Thursday, December 15, 2016

An Observation!




Are we as a new generation becoming ultra-modern in our approach?
The modernity reflects in every aspect of our lives, be in the way we dress, the food we eat, the clothes we buy and the way we talk. Just look around yourself and you will see - a very similar approach we are following as a society.

I spend a lot of my time alone. And to spend this time nicely I am forever looking out for quint little cafe's where I can just unwind with a cup of coffee and a great book. But often this very exquisite rendezvous with myself turns into an observation exercise. I love analysing people sitting around me, listening to snippets of their communication, drooling over the food they order etc. Now I understand this makes me sound like a creep but this is something most of us do - irrespective of whether we admit it or not.

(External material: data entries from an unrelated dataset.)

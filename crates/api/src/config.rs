use shelf_core::comments::{
    CommentConfig, DEFAULT_EDIT_WINDOW_SECS, DEFAULT_MAX_LENGTH, DEFAULT_SITE_ID,
};

use crate::auth::jwt::JwtConfig;

/// Server configuration loaded from environment variables.
///
/// All fields except the JWT secret have defaults suitable for local
/// development. In production, override via environment variables.
#[derive(Debug, Clone)]
pub struct ServerConfig {
    /// Bind address (default: `0.0.0.0`).
    pub host: String,
    /// Bind port (default: `8000`).
    pub port: u16,
    /// Allowed CORS origins, parsed from comma-separated `CORS_ORIGINS` env var.
    pub cors_origins: Vec<String>,
    /// HTTP request timeout in seconds (default: `30`).
    pub request_timeout_secs: u64,
    /// Seconds to wait for in-flight requests after a shutdown signal (default: `30`).
    pub shutdown_timeout_secs: u64,
    /// JWT verification settings.
    pub jwt: JwtConfig,
    /// Comment store and moderation settings.
    pub comments: CommentConfig,
}

impl ServerConfig {
    /// Load configuration from environment variables with defaults.
    ///
    /// | Env Var                    | Default                    |
    /// |----------------------------|----------------------------|
    /// | `HOST`                     | `0.0.0.0`                  |
    /// | `PORT`                     | `8000`                     |
    /// | `CORS_ORIGINS`             | `http://localhost:3000`    |
    /// | `REQUEST_TIMEOUT_SECS`     | `30`                       |
    /// | `SHUTDOWN_TIMEOUT_SECS`    | `30`                       |
    /// | `COMMENT_EDIT_WINDOW_SECS` | `300`                      |
    /// | `COMMENT_MAX_LENGTH`       | `3000`                     |
    /// | `SITE_ID`                  | `1`                        |
    ///
    /// See [`JwtConfig::from_env`] for the JWT variables.
    pub fn from_env() -> Self {
        let host = std::env::var("HOST").unwrap_or_else(|_| "0.0.0.0".into());

        let port: u16 = std::env::var("PORT")
            .unwrap_or_else(|_| "8000".into())
            .parse()
            .expect("PORT must be a valid u16");

        let cors_origins: Vec<String> = std::env::var("CORS_ORIGINS")
            .unwrap_or_else(|_| "http://localhost:3000".into())
            .split(',')
            .map(|s| s.trim().to_string())
            .filter(|s| !s.is_empty())
            .collect();

        let request_timeout_secs: u64 = std::env::var("REQUEST_TIMEOUT_SECS")
            .unwrap_or_else(|_| "30".into())
            .parse()
            .expect("REQUEST_TIMEOUT_SECS must be a valid u64");

        let shutdown_timeout_secs: u64 = std::env::var("SHUTDOWN_TIMEOUT_SECS")
            .unwrap_or_else(|_| "30".into())
            .parse()
            .expect("SHUTDOWN_TIMEOUT_SECS must be a valid u64");

        let jwt = JwtConfig::from_env();
        let comments = comment_config_from_env();

        Self {
            host,
            port,
            cors_origins,
            request_timeout_secs,
            shutdown_timeout_secs,
            jwt,
            comments,
        }
    }
}

fn comment_config_from_env() -> CommentConfig {
    let edit_window_secs: i64 = std::env::var("COMMENT_EDIT_WINDOW_SECS")
        .unwrap_or_else(|_| DEFAULT_EDIT_WINDOW_SECS.to_string())
        .parse()
        .expect("COMMENT_EDIT_WINDOW_SECS must be a valid i64");

    let max_length: usize = std::env::var("COMMENT_MAX_LENGTH")
        .unwrap_or_else(|_| DEFAULT_MAX_LENGTH.to_string())
        .parse()
        .expect("COMMENT_MAX_LENGTH must be a valid usize");

    let site_id: i32 = std::env::var("SITE_ID")
        .unwrap_or_else(|_| DEFAULT_SITE_ID.to_string())
        .parse()
        .expect("SITE_ID must be a valid i32");

    let config = CommentConfig {
        edit_window_secs,
        max_length,
        site_id,
    };
    if let Err(e) = config.validate() {
        panic!("invalid comment settings (COMMENT_EDIT_WINDOW_SECS / COMMENT_MAX_LENGTH): {e}");
    }
    config
}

Anyhow moving on the thing that I realized after many occasions of my serious analysis is that there is a very considerable change that has come across in the last few years. And this change is having an exponential effect, slowly spreading its wings and becoming a part of our day to day approach. Now let’s discuss about these subtle changes in a little detail. I want you to think about any couple with kids, just think about the way they talk to the child. 8 out of 10 times you would recall parents talking and encouraging the kid to talk in English! Now I know many people with argue what is wrong with that? There isn’t. In fact, I am assuming that many parents do this so that their kids are more adaptable and aware. I say many because there is a section of people who purely do so to appear cool. Even that’s fine, to each his own! I mean who i am to judge how and in what way anyone wants to groom their kids. But my only qualm is how our mother tongues and regional languages suffer due to this. I feel it’s important to converse with kids in our mother language first. Common languages like Hindi and English are secondary. English anyhow kids will learn in school. I have an example to back this up! I had this south Indian family as my neighbors some time back. They had a beautiful little girl who only responded in broken Telugu. Her parents made it a point to speak to her only in their mother tongue. She faced issues when she joined school. Initially she had trouble understanding the teacher and other kids. But trust me in like two weeks she was speaking better Hindi than her parents! By the age of 5 she already knew three languages – Telugu, Hindi and English.

So all I am saying is that let the children get to know their culture, be close to their roots, have their own identities and be proud of their heritage. Once they are aware of their roots, it becomes more easier for them to adapt and shoe interest in new endevours!